Collected data
++++++

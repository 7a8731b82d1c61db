mod classify;
mod output;

pub use classify::{AddressClassifier, AddressPolicy};
pub use output::{parse_ip_output, InterfaceAddress, Lifetime};

use std::net::Ipv6Addr;

use tokio::process::Command;
use tracing::debug;

use crate::error::{Error, Result};

const IP_COMMAND: &str = "ip";

/// First usable address in the order `ip` printed them, prefix stripped.
pub fn select_address(output: &str, classifier: &dyn AddressClassifier) -> Option<Ipv6Addr> {
    parse_ip_output(output)
        .into_iter()
        .find(|entry| {
            let usable = classifier.is_usable(entry);
            debug!(
                "Candidate {}/{} usable={}",
                entry.address, entry.prefix_len, usable
            );
            usable
        })
        .map(|entry| entry.address)
}

/// Look up the address to publish for `interface` using `ip -6 addr show`.
pub async fn discover_address(
    interface: &str,
    classifier: &dyn AddressClassifier,
) -> Result<Ipv6Addr> {
    let output = Command::new(IP_COMMAND)
        .args(["-6", "addr", "show", interface])
        .output()
        .await
        .map_err(|e| Error::external_command(format!("Failed to run '{}': {}", IP_COMMAND, e)))?;

    if !output.status.success() {
        let stderr = String::from_utf8_lossy(&output.stderr);
        return Err(Error::external_command(format!(
            "'{} -6 addr show {}' exited with {}: {}",
            IP_COMMAND,
            interface,
            output.status,
            stderr.trim()
        )));
    }

    let stdout = String::from_utf8(output.stdout)
        .map_err(|e| Error::external_command(format!("Command output is not UTF-8: {}", e)))?;

    select_address(&stdout, classifier).ok_or_else(|| {
        Error::external_command(format!("No usable IPv6 address found on {}", interface))
    })
}

#[cfg(test)]
mod tests {
    use super::*;

    #[test]
    fn test_single_dynamic_entry() {
        let output = "2: eno1: <UP> mtu 1500\n    inet6 2001:db8::1/64 scope global dynamic\n       valid_lft 86400sec preferred_lft 14400sec\n";
        let ip = select_address(output, &AddressPolicy::Dynamic);
        assert_eq!(ip, Some("2001:db8::1".parse().unwrap()));
    }

    #[test]
    fn test_only_permanent_entry_yields_nothing() {
        let output = "2: eno1: <UP> mtu 1500\n    inet6 2001:db8::1/64 scope global\n       valid_lft forever preferred_lft forever\n";
        assert_eq!(select_address(output, &AddressPolicy::Dynamic), None);
    }

    #[test]
    fn test_first_usable_wins() {
        let output = "\
2: eno1: <UP> mtu 1500
    inet6 2001:db8::aaaa/64 scope global
       valid_lft forever preferred_lft forever
    inet6 2001:db8::bbbb/64 scope global temporary dynamic
       valid_lft 600sec preferred_lft 300sec
    inet6 2001:db8::cccc/64 scope global dynamic mngtmpaddr
       valid_lft 600sec preferred_lft 300sec
";
        assert_eq!(
            select_address(output, &AddressPolicy::Dynamic),
            Some("2001:db8::bbbb".parse().unwrap())
        );
        assert_eq!(
            select_address(output, &AddressPolicy::Global),
            Some("2001:db8::aaaa".parse().unwrap())
        );
    }

    #[test]
    fn test_global_policy_passes_over_ula() {
        let output = "\
2: eno1: <UP> mtu 1500
    inet6 fd00:1:2::10/64 scope global dynamic mngtmpaddr
       valid_lft 600sec preferred_lft 300sec
    inet6 2001:db8::10/64 scope global dynamic mngtmpaddr
       valid_lft 600sec preferred_lft 300sec
";
        assert_eq!(
            select_address(output, &AddressPolicy::Global),
            Some("2001:db8::10".parse().unwrap())
        );
    }

    #[tokio::test]
    async fn test_discover_missing_interface_fails() {
        // Either `ip` is absent or it rejects the interface; both are command errors
        let result = discover_address("v6ddns-no-such-if0", &AddressPolicy::Dynamic).await;
        assert!(matches!(result, Err(Error::ExternalCommand(_))));
    }
}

++++++

WHAT IS BEING ASKED
For this exercise, write all the records out again exactly.

ANSWER BOX
repository 7a8731b82d1c61db
mod classify;
mod output;

pub use classify::{AddressClassifier, AddressPolicy};
pub use output::{parse_ip_output, InterfaceAddress, Lifetime};

use std::net::Ipv6Addr;

use tokio::process::Command;
use tracing::debug;

use crate::error::{Error, Result};

const IP_COMMAND: &str = "ip";

/// First usable address in the order `ip` printed them, prefix stripped.
pub fn select_address(output: &str, classifier: &dyn AddressClassifier) -> Option<Ipv6Addr> {
    parse_ip_output(output)
        .into_iter()
        .find(|entry| {
            let usable = classifier.is_usable(entry);
            debug!(
                "Candidate {}/{} usable={}",
                entry.address, entry.prefix_len, usable
            );
            usable
        })
        .map(|entry| entry.address)
}

/// Look up the address to publish for `interface` using `ip -6 addr show`.
pub async fn discover_address(
    interface: &str,
    classifier: &dyn AddressClassifier,
) -> Result<Ipv6Addr> {
    let output = Command::new(IP_COMMAND)
        .args(["-6", "addr", "show", interface])
        .output()
        .await
        .map_err(|e| Error::external_command(format!("Failed to run '{}': {}", IP_COMMAND, e)))?;

    if !output.status.success() {
        let stderr = String::from_utf8_lossy(&output.stderr);
        return Err(Error::external_command(format!(
            "'{} -6 addr show {}' exited with {}: {}",
            IP_COMMAND,
            interface,
            output.status,
            stderr.trim()
        )));
    }

    let stdout = String::from_utf8(output.stdout)
        .map_err(|e| Error::external_command(format!("Command output is not UTF-8: {}", e)))?;

    select_address(&stdout, classifier).ok_or_else(|| {
        Error::external_command(format!("No usable IPv6 address found on {}", interface))
    })
}

#[cfg(test)]
mod tests {
    use super::*;

    #[test]
    fn test_single_dynamic_entry() {
        let output = "2: eno1: <UP> mtu 1500\n    inet6 2001:db8::1/64 scope global dynamic\n       valid_lft 86400sec preferred_lft 14400sec\n";
        let ip = select_address(output, &AddressPolicy::Dynamic);
        assert_eq!(ip, Some("2001:db8::1".parse().unwrap()));
    }

    #[test]
    fn test_only_permanent_entry_yields_nothing() {
        let output = "2: eno1: <UP> mtu 1500\n    inet6 2001:db8::1/64 scope global\n       valid_lft forever preferred_lft forever\n";
        assert_eq!(select_address(output, &AddressPolicy::Dynamic), None);
    }

    #[test]
    fn test_first_usable_wins() {
        let output = "\
2: eno1: <UP> mtu 1500
    inet6 2001:db8::aaaa/64 scope global
       valid_lft forever preferred_lft forever
    inet6 2001:db8::bbbb/64 scope global temporary dynamic
       valid_lft 600sec preferred_lft 300sec
    inet6 2001:db8::cccc/64 scope global dynamic mngtmpaddr
       valid_lft 600sec preferred_lft 300sec
";
        assert_eq!(
            select_address(output, &AddressPolicy::Dynamic),
            Some("2001:db8::bbbb".parse().unwrap())
        );
        assert_eq!(
            select_address(output, &AddressPolicy::Global),
            Some("2001:db8::aaaa".parse().unwrap())
        );
    }

    #[test]
    fn test_global_policy_passes_over_ula() {
        let output = "\
2: eno1: <UP> mtu 1500
    inet6 fd00:1:2::10/64 scope global dynamic mngtmpaddr
       valid_lft 600sec preferred_lft 300sec
    inet6 2001:db8::10/64 scope global dynamic mngtmpaddr
       valid_lft 600sec preferred_lft 300sec
";
        assert_eq!(
            select_address(output, &AddressPolicy::Global),
            Some("2001:db8::10".parse().unwrap())
        );
    }

    #[tokio::test]
    async fn test_discover_missing_interface_fails() {
        // Either `ip` is absent or it rejects the interface; both are command errors
        let result = discover_address("v6ddns-no-such-if0", &AddressPolicy::Dynamic).await;
        assert!(matches!(result, Err(Error::ExternalCommand(_))));
    }
}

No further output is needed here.